▶ What is required: Please report every line in the entries that contains the string "rows".

----------

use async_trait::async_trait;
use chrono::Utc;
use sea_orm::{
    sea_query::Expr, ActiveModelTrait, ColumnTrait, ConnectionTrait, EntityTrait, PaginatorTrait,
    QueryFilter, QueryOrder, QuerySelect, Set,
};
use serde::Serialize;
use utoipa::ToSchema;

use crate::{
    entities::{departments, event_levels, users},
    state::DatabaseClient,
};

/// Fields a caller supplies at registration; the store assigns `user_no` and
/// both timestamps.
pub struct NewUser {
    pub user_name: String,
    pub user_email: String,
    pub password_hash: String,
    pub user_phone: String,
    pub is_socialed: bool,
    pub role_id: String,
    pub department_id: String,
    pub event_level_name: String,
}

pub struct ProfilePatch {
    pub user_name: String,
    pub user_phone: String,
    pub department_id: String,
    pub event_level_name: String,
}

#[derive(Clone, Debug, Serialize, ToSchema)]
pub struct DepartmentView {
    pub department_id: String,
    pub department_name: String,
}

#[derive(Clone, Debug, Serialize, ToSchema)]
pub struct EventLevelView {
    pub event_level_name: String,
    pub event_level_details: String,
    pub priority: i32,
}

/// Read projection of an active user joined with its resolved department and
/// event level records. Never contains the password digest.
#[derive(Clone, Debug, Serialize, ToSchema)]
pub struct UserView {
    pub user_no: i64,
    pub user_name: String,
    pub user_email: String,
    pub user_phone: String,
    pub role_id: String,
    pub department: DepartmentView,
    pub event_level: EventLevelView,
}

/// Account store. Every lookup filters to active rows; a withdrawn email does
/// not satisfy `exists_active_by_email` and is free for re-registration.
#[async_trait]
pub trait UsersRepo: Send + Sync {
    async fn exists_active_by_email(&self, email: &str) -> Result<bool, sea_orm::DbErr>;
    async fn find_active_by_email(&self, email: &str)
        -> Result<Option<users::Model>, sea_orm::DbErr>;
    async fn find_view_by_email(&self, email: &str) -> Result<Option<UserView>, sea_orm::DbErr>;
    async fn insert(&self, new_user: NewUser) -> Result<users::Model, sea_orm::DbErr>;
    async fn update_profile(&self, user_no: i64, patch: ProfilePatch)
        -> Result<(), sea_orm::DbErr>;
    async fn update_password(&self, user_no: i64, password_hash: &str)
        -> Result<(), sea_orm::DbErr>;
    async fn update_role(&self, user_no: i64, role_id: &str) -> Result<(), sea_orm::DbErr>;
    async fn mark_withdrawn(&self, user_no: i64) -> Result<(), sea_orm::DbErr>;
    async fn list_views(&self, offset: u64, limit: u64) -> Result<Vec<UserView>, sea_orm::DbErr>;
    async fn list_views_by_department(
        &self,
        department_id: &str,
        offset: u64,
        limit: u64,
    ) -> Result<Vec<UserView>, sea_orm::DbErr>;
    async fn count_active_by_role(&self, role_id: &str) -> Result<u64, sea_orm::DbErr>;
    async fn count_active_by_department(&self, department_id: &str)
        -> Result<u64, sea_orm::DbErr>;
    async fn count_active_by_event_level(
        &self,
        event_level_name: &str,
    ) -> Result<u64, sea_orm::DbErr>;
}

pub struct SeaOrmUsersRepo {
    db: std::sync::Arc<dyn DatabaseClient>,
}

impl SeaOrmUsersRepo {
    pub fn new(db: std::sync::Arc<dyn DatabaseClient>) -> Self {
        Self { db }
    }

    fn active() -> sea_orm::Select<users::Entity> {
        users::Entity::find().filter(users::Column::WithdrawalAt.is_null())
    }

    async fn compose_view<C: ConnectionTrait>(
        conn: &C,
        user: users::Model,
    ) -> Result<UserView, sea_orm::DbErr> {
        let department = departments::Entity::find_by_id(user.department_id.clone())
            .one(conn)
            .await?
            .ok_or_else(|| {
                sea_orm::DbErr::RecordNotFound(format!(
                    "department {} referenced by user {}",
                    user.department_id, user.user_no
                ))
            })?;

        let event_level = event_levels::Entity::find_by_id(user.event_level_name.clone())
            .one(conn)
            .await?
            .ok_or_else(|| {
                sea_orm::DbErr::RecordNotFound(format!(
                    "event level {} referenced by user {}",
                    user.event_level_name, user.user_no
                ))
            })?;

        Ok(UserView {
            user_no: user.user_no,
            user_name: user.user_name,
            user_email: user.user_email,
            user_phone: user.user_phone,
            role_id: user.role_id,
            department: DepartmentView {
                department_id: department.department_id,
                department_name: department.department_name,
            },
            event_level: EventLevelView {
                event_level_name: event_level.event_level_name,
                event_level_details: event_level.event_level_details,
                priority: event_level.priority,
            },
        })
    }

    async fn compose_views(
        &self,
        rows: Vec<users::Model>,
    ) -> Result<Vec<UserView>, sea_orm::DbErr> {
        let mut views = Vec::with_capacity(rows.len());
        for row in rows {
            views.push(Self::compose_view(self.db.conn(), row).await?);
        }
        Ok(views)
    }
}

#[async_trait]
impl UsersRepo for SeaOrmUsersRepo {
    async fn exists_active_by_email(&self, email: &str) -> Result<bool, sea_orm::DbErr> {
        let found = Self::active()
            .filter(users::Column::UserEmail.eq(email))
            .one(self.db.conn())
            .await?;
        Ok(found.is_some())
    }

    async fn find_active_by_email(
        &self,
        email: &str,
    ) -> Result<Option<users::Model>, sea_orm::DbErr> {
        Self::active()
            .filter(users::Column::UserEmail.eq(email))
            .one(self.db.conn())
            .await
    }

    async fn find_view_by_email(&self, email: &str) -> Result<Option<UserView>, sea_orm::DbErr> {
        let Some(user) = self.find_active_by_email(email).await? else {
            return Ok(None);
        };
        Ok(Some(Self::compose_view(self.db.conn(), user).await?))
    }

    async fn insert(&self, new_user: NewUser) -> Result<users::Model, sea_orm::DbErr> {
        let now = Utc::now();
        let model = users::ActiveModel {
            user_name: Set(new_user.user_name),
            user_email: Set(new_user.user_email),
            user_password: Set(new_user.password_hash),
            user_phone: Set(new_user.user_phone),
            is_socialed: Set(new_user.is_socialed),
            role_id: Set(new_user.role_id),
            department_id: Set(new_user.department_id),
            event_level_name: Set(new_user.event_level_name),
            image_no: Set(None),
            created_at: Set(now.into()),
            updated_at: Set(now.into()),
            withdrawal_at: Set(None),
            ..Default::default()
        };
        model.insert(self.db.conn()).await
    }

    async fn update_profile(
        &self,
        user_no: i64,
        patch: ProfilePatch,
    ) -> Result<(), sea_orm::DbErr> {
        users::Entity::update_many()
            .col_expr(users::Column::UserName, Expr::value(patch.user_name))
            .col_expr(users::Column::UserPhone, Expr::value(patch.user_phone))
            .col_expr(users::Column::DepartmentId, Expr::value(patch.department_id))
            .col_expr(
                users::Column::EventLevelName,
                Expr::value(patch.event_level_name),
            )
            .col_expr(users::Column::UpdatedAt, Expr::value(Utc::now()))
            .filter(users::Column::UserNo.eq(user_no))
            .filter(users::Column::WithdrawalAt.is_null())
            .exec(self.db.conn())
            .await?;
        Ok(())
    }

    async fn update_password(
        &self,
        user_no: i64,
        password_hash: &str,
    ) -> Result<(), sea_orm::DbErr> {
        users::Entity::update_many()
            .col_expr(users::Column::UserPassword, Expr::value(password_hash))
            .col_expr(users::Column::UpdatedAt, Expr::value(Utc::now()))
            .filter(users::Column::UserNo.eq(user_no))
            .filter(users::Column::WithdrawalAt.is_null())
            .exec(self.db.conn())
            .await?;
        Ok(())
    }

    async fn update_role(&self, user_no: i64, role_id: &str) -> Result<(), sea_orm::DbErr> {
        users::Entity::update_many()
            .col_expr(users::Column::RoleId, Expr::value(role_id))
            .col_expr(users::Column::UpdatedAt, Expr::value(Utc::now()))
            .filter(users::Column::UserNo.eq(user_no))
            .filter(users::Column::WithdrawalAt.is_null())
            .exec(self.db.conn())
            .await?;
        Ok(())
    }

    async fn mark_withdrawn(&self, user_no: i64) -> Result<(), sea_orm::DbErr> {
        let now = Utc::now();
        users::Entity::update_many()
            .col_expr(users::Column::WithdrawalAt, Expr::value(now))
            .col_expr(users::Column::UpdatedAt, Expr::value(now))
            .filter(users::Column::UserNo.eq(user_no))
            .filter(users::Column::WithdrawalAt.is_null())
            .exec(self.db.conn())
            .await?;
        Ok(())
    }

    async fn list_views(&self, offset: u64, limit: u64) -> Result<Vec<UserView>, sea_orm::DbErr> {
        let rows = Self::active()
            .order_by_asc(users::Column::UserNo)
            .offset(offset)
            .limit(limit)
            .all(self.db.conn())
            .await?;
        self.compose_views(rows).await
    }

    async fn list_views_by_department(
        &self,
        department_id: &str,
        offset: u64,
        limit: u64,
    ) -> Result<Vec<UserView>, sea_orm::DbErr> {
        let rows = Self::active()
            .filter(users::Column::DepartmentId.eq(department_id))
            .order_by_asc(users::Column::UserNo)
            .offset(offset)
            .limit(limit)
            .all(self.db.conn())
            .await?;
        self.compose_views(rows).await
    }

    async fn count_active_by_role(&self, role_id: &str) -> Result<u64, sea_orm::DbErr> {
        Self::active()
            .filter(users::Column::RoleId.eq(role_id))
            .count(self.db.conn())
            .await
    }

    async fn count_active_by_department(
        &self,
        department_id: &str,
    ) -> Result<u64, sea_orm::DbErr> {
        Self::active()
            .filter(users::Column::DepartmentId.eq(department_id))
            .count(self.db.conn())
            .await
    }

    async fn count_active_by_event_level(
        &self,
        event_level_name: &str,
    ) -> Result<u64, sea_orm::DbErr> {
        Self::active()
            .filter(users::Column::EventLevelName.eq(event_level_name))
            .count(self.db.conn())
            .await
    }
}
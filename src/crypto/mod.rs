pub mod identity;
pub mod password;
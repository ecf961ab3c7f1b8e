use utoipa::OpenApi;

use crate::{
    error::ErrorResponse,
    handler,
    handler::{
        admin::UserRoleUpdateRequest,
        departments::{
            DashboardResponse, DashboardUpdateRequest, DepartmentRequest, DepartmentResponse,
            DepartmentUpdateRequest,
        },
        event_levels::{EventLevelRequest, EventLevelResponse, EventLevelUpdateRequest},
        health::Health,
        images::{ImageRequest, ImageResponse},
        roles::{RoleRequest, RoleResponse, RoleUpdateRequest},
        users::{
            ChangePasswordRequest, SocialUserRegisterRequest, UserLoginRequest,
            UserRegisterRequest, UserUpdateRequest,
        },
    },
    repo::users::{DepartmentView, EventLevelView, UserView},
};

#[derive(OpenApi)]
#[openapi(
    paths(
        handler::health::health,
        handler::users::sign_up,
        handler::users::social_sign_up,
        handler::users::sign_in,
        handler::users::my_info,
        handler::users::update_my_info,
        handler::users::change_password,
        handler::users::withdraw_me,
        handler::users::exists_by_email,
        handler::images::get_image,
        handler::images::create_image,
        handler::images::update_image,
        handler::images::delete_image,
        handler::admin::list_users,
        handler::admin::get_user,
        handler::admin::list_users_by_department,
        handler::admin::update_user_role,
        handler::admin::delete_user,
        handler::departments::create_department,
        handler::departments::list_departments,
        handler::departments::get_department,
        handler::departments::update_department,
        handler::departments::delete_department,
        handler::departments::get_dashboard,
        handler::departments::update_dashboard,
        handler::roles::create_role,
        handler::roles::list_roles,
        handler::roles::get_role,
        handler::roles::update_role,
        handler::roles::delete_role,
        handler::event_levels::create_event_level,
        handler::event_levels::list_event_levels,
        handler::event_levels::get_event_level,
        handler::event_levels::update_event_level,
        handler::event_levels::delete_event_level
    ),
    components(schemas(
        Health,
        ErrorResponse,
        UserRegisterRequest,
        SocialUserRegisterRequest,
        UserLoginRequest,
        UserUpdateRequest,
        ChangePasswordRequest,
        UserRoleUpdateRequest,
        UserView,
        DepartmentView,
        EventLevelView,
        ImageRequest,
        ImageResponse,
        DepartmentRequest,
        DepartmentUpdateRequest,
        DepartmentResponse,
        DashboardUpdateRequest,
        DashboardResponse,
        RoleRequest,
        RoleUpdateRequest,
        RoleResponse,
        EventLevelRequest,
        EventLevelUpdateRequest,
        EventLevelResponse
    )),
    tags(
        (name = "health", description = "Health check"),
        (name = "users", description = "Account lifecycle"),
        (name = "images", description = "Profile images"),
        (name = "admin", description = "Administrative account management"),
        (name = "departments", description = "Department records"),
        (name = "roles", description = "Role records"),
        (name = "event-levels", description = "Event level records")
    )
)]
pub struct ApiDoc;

----------

▶ Answer to this exercise:
/// Account store. Every lookup filters to active rows; a withdrawn email does
        rows: Vec<users::Model>,
        let mut views = Vec::with_capacity(rows.len());
        for row in rows {
        let rows = Self::active()
        self.compose_views(rows).await
        let rows = Self::active()
        self.compose_views(rows).await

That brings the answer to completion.